DEAR DR. BLONZ: It would seem that olive oil is generally recognized by nutritionists as the best oil for cooking and baking. It is my understanding that there are three pressings of olives to make three grades of olive oil. Other than price, what is the difference between extra virgin, virgin and regular olive oil? -- D.D., Santa Barbara, California
DEAR D.D.: The main differences between the different grades of oilve oil are color, flavor, price and phytochemical content. Extra-virgin olive oil is the darkest, the most flavorful, the richest source of beneficial phytochemicals and the most expensive. Regular is the palest in color, has a minimum of the olive's fruitiness and phytochemicals, and is the least expensive. Virgin olive oil is midway in all these categories. All three are more or less identical in fat content: They are 100 percent fat, with the fatty acids being approximately 14 percent saturated, 77 percent monounsaturated and 9 percent polyunsaturated.

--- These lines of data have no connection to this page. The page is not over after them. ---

//! Sequential track downloader.
//!
//! Downloads one item after another into a temporary directory and moves each
//! finished file into the destination directory. Progress is reported as an
//! integer percentage weighted per item, and a [`CancelToken`] is polled after
//! every received chunk.
//!
//! ```text
//! Idle → Preparing → Downloading(i of n) → Finalizing → Done
//!                          ↓
//!                      Cancelled
//! ```
//!
//! A failing item stops the run and the items finished so far are returned as
//! [`DownloadOutcome::PartiallyCompleted`]. Cancelling stops before the next
//! item; the partial file of the current item never reaches the destination.

use std::{
    fs::{self, File},
    io::{self, Read, Write},
    path::{Path, PathBuf},
    sync::{
        Arc,
        atomic::{AtomicBool, Ordering},
    },
    time::Duration,
};

use reqwest::blocking::Client;

use crate::debug;

const CHUNK_SIZE: usize = 8 * 1024;

/// Cooperative cancellation flag shared between a downloader and its host.
#[derive(Debug, Clone, Default)]
pub struct CancelToken(Arc<AtomicBool>);

impl CancelToken {
    pub fn new() -> Self {
        Self::default()
    }

    pub fn cancel(&self) {
        self.0.store(true, Ordering::SeqCst);
    }

    pub fn is_cancelled(&self) -> bool {
        self.0.load(Ordering::SeqCst)
    }
}

/// Receives progress updates of a running download.
pub trait ProgressReporter {
    /// `percent` is the overall progress in `0..=100`.
    fn update(&mut self, percent: u8, message: &str);

    fn finish(&mut self) {}
}

/// A remote resource and the file name it is stored under.
#[derive(Debug, Clone, PartialEq)]
pub struct DownloadItem {
    pub url: String,
    pub filename: String,
}

impl DownloadItem {
    pub fn new(url: &str, filename: &str) -> Self {
        Self {
            url: url.to_string(),
            filename: filename.to_string(),
        }
    }
}

#[derive(Debug, Clone, Copy, PartialEq, Eq)]
pub enum DownloadState {
    Idle,
    Preparing,
    Downloading { index: usize, total: usize },
    Finalizing,
    Done,
    Cancelled,
}

#[derive(Debug, thiserror::Error)]
pub enum DownloadError {
    #[error("io error: {0}")]
    Io(#[from] io::Error),
    #[error("transfer failed: {0}")]
    Transport(#[from] reqwest::Error),
    #[error("server answered with status {0}")]
    Status(u16),
}

/// Result of a download run. Every variant carries the final paths of the
/// items that completed, in item order.
#[derive(Debug)]
pub enum DownloadOutcome {
    Completed(Vec<PathBuf>),
    PartiallyCompleted {
        completed: Vec<PathBuf>,
        error: DownloadError,
    },
    Cancelled(Vec<PathBuf>),
}

impl DownloadOutcome {
    pub fn paths(&self) -> &[PathBuf] {
        match self {
            DownloadOutcome::Completed(paths) => paths,
            DownloadOutcome::PartiallyCompleted { completed, .. } => completed,
            DownloadOutcome::Cancelled(paths) => paths,
        }
    }

    pub fn is_complete(&self) -> bool {
        matches!(self, DownloadOutcome::Completed(_))
    }
}

enum Transfer {
    Finished,
    Cancelled,
}

pub struct Downloader {
    client: Client,
    download_dir: PathBuf,
    temp_dir: PathBuf,
    cancel: CancelToken,
    reporter: Option<Box<dyn ProgressReporter>>,
    state: DownloadState,
}

impl Downloader {
    /// Creates a downloader storing files in `download_dir`, staging them in
    /// `temp_dir`.
    pub fn new(download_dir: PathBuf, temp_dir: PathBuf) -> Result<Self, DownloadError> {
        // body reads can outlast the default 30s request timeout
        let client = Client::builder().timeout(None::<Duration>).build()?;

        Ok(Self {
            client,
            download_dir,
            temp_dir,
            cancel: CancelToken::new(),
            reporter: None,
            state: DownloadState::Idle,
        })
    }

    pub fn with_reporter(mut self, reporter: Box<dyn ProgressReporter>) -> Self {
        self.reporter = Some(reporter);
        self
    }

    /// Replaces the cancellation flag with one owned by the host.
    pub fn with_cancel_token(mut self, cancel: CancelToken) -> Self {
        self.cancel = cancel;
        self
    }

    /// Token the host can use to cancel the running download.
    pub fn cancel_token(&self) -> CancelToken {
        self.cancel.clone()
    }

    pub fn state(&self) -> DownloadState {
        self.state
    }

    /// Downloads `items` in order.
    ///
    /// The destination directory is created before the first transfer. Each
    /// item is written to the temp directory and moved into the destination
    /// once complete.
    pub fn download(&mut self, items: &[DownloadItem]) -> DownloadOutcome {
        let total = items.len();
        let mut completed: Vec<PathBuf> = Vec::new();

        self.state = DownloadState::Preparing;
        self.report(1, "Preparing download...");

        if let Err(e) = fs::create_dir_all(&self.download_dir)
            .and_then(|_| fs::create_dir_all(&self.temp_dir))
        {
            return self.fail(completed, e.into());
        }
        let message = format!("Downloading to {}", self.download_dir.display());
        self.report(2, &message);

        for (index, item) in items.iter().enumerate() {
            if self.cancel.is_cancelled() {
                return self.cancelled(completed);
            }

            self.state = DownloadState::Downloading {
                index: index + 1,
                total,
            };
            let temp_path = self.temp_dir.join(format!("{}.part", item.filename));
            let final_path = self.download_dir.join(&item.filename);
            debug!("Downloading \"{}\" to \"{}\"", item.url, final_path.display());

            match self.transfer(index, total, item, &temp_path) {
                Ok(Transfer::Finished) => {}
                Ok(Transfer::Cancelled) => {
                    let _ = fs::remove_file(&temp_path);
                    return self.cancelled(completed);
                }
                Err(e) => {
                    let _ = fs::remove_file(&temp_path);
                    return self.fail(completed, e);
                }
            }

            if let Err(e) = move_file(&temp_path, &final_path) {
                let _ = fs::remove_file(&temp_path);
                return self.fail(completed, e.into());
            }
            debug!("Item done");
            completed.push(final_path);
        }

        self.state = DownloadState::Finalizing;
        self.report(100, "Download finished");
        self.finish();
        self.state = DownloadState::Done;
        debug!("All done");
        DownloadOutcome::Completed(completed)
    }

    fn transfer(
        &mut self,
        index: usize,
        total: usize,
        item: &DownloadItem,
        temp_path: &Path,
    ) -> Result<Transfer, DownloadError> {
        let mut response = self.client.get(&item.url).send()?;
        if !response.status().is_success() {
            return Err(DownloadError::Status(response.status().as_u16()));
        }

        let content_length = response.content_length();
        let mut file = File::create(temp_path)?;
        let mut buffer = vec![0u8; CHUNK_SIZE];
        let mut received: u64 = 0;

        loop {
            let read = response.read(&mut buffer)?;
            if read == 0 {
                break;
            }
            file.write_all(&buffer[..read])?;
            received += read as u64;

            let percent = item_percent(index, total, received, content_length);
            let message = format!(
                "Current progress: {:.2} MB - {}",
                received as f64 / 1024.0 / 1024.0,
                item.filename
            );
            self.report(percent, &message);

            if self.cancel.is_cancelled() {
                debug!("Cancelled");
                return Ok(Transfer::Cancelled);
            }
        }

        file.flush()?;
        Ok(Transfer::Finished)
    }

    fn cancelled(&mut self, completed: Vec<PathBuf>) -> DownloadOutcome {
        self.state = DownloadState::Cancelled;
        self.finish();
        DownloadOutcome::Cancelled(completed)
    }

    fn fail(&mut self, completed: Vec<PathBuf>, error: DownloadError) -> DownloadOutcome {
        debug!("Download failed: {}", error);
        self.state = DownloadState::Done;
        self.finish();
        DownloadOutcome::PartiallyCompleted { completed, error }
    }

    fn report(&mut self, percent: u8, message: &str) {
        if let Some(reporter) = self.reporter.as_mut() {
            reporter.update(percent, message);
        }
    }

    fn finish(&mut self) {
        if let Some(reporter) = self.reporter.as_mut() {
            reporter.finish();
        }
    }
}

/// Overall percentage after `received` bytes of item `index` (0-based) of
/// `total`. Without a known length the item counts as done.
pub fn item_percent(index: usize, total: usize, received: u64, content_length: Option<u64>) -> u8 {
    if total == 0 {
        return 100;
    }

    let share = 100.0 / total as f64;
    let progress = match content_length {
        Some(length) if length > 0 => {
            index as f64 * share + share * (received.min(length) as f64 / length as f64)
        }
        _ => (index + 1) as f64 * share,
    };
    progress.clamp(0.0, 100.0) as u8
}

fn move_file(from: &Path, to: &Path) -> io::Result<()> {
    if fs::rename(from, to).is_ok() {
        return Ok(());
    }

    // rename fails across file systems; copy next to the target first so a
    // failed copy never leaves a partial file under the final name
    let staged = staged_path(to);
    if let Err(e) = fs::copy(from, &staged).and_then(|_| fs::rename(&staged, to)) {
        let _ = fs::remove_file(&staged);
        return Err(e);
    }
    fs::remove_file(from)
}

fn staged_path(to: &Path) -> PathBuf {
    let mut name = to.file_name().map(|n| n.to_os_string()).unwrap_or_default();
    name.push(".part");
    to.with_file_name(name)
}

DEAR DR. BLONZ: My dad had colon cancer, and luckily it was caught in time. This puts me at higher risk. In addition to regular screenings, one of the things I am doing is staying away from foods that use nitrite preservatives, because they can form cancer-causing nitrosamines. I now read that spinach, beets and other vegetables I eat contain nitrates, and that these can convert to nitrites. How dangerous are the nitrates in foods, and are these things I should also be seeking to limit? -- F.S. Eureka, California
DEAR F.S.: While they are very closely related, there is an important difference between nitrates and nitrites. Nitrates are compounds that are naturally present in many different types of foods, including vegetables and fruits. Nitrites are food additives used in cured meat products to decrease the risk of botulism. Nitrosamines are carcinogenic compounds that form when a nitrite combines with an amine. (Amines are released when the amino-acid building blocks of protein are metabolized.)
Before a nitrate can become a nitrosamine, it must first be reduced (a chemical process) into a nitrite, and it then has to be alongside an amine in an environment that encourages their combination.
The conversion of nitrate to nitrite is usually handled by bacteria, and while there are bacteria in our saliva, they convert only a small amount of the nitrates we consume. The process is inhibited in an acid environment, so if there is vitamin C present, as is often the case with fruits and vegetables, it proceeds even more slowly. Nitrates tend to be absorbed after they leave the stomach. There are bacteria in the large intestine, but by that point there is a negligible risk of any nitrate stragglers finding and sidling up to an amine and turning into a nitrosamine.
Contrast all this with nitrite-preserved meat products, in which all the players (the nitrite and the amine from the meat protein) are there in the same package. There is no guarantee that nitrosamines will form -- and nitrites are certainly preferable to the risk of botulism -- but by comparison, the natural nitrates in fruits and vegetables represent a healthful walk in the park.